Repeat the material exactly, every line of it.

== Source information ==

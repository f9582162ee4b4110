//! Spreadsheet encoder.

use super::{ExportError, ExportTable};
use rust_xlsxwriter::{Format, Workbook, XlsxError};

const SHEET_NAME: &str = "Export";

/// Encode the table as an xlsx workbook with one sheet. The header row holds
/// the column keys.
///
pub fn encode(table: &ExportTable) -> Result<Vec<u8>, ExportError> {
    write_workbook(table).map_err(|e| ExportError::Encode {
        format: "spreadsheet",
        message: e.to_string(),
    })
}

fn write_workbook(table: &ExportTable) -> Result<Vec<u8>, XlsxError> {
    let mut workbook = Workbook::new();
    {
        let header = Format::new().set_bold();
        let worksheet = workbook.add_worksheet();
        worksheet.set_name(SHEET_NAME)?;
        for (col, key) in table.columns.iter().enumerate() {
            worksheet.write_string_with_format(0, col as u16, key, &header)?;
        }
        for (row, values) in table.rows.iter().enumerate() {
            for (col, value) in values.iter().enumerate() {
                worksheet.write_string(row as u32 + 1, col as u16, value)?;
            }
        }
    }
    workbook.save_to_buffer()
}

#[cfg(test)]
mod tests {
    use super::*;

    #[test]
    fn encodes_zip_container() {
        let table = ExportTable {
            columns: vec!["id".to_string(), "title".to_string()],
            labels: vec!["Id".to_string(), "Title".to_string()],
            rows: vec![vec!["1".to_string(), "Pothole".to_string()]],
        };
        let bytes = encode(&table).unwrap();
        // xlsx files are zip archives
        assert_eq!(&bytes[..2], b"PK");
    }
}
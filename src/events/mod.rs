//! Event handling module.
//!
//! This module contains handlers for different types of events:
//! - Network events: case backend requests and exports
//! - Terminal events: key input and ticks

pub mod network;
pub mod terminal;
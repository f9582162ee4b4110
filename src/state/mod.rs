//! Application state management module.
//!
//! This module contains the core state management for the application, including:
//! - Main `State` struct that holds all application data
//! - Per-view state: login and recovery, case draft, case filter, export
//!   selection, dashboard and user management
//! - Navigation types (View, Focus, MenuItem)
//! - State error handling

pub mod calendar;
pub mod dashboard;
pub mod draft;
mod error;
pub mod export;
pub mod filter;
pub mod login;
mod navigation;
pub mod notification;
pub mod session;
pub mod users;

pub use error::StateError;
pub use navigation::{Focus, MenuItem, View};

#[path = "state_impl.rs"]
mod state_impl;

pub use state_impl::State;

===

Task solution |
repository f9582162ee4b4110
//! Spreadsheet encoder.

use super::{ExportError, ExportTable};
use rust_xlsxwriter::{Format, Workbook, XlsxError};

const SHEET_NAME: &str = "Export";

/// Encode the table as an xlsx workbook with one sheet. The header row holds
/// the column keys.
///
pub fn encode(table: &ExportTable) -> Result<Vec<u8>, ExportError> {
    write_workbook(table).map_err(|e| ExportError::Encode {
        format: "spreadsheet",
        message: e.to_string(),
    })
}

fn write_workbook(table: &ExportTable) -> Result<Vec<u8>, XlsxError> {
    let mut workbook = Workbook::new();
    {
        let header = Format::new().set_bold();
        let worksheet = workbook.add_worksheet();
        worksheet.set_name(SHEET_NAME)?;
        for (col, key) in table.columns.iter().enumerate() {
            worksheet.write_string_with_format(0, col as u16, key, &header)?;
        }
        for (row, values) in table.rows.iter().enumerate() {
            for (col, value) in values.iter().enumerate() {
                worksheet.write_string(row as u32 + 1, col as u16, value)?;
            }
        }
    }
    workbook.save_to_buffer()
}

#[cfg(test)]
mod tests {
    use super::*;

    #[test]
    fn encodes_zip_container() {
        let table = ExportTable {
            columns: vec!["id".to_string(), "title".to_string()],
            labels: vec!["Id".to_string(), "Title".to_string()],
            rows: vec![vec!["1".to_string(), "Pothole".to_string()]],
        };
        let bytes = encode(&table).unwrap();
        // xlsx files are zip archives
        assert_eq!(&bytes[..2], b"PK");
    }
}
filename src/events/mod.rs
//! Event handling module.
//!
//! This module contains handlers for different types of events:
//! - Network events: case backend requests and exports
//! - Terminal events: key input and ticks

pub mod network;
pub mod terminal;
repository f9582162ee4b4110
filename src/state/mod.rs
//! Application state management module.
//!
//! This module contains the core state management for the application, including:
//! - Main `State` struct that holds all application data
//! - Per-view state: login and recovery, case draft, case filter, export
//!   selection, dashboard and user management
//! - Navigation types (View, Focus, MenuItem)
//! - State error handling

pub mod calendar;
pub mod dashboard;
pub mod draft;
mod error;
pub mod export;
pub mod filter;
pub mod login;
mod navigation;
pub mod notification;
pub mod session;
pub mod users;

pub use error::StateError;
pub use navigation::{Focus, MenuItem, View};

#[path = "state_impl.rs"]
mod state_impl;

pub use state_impl::State;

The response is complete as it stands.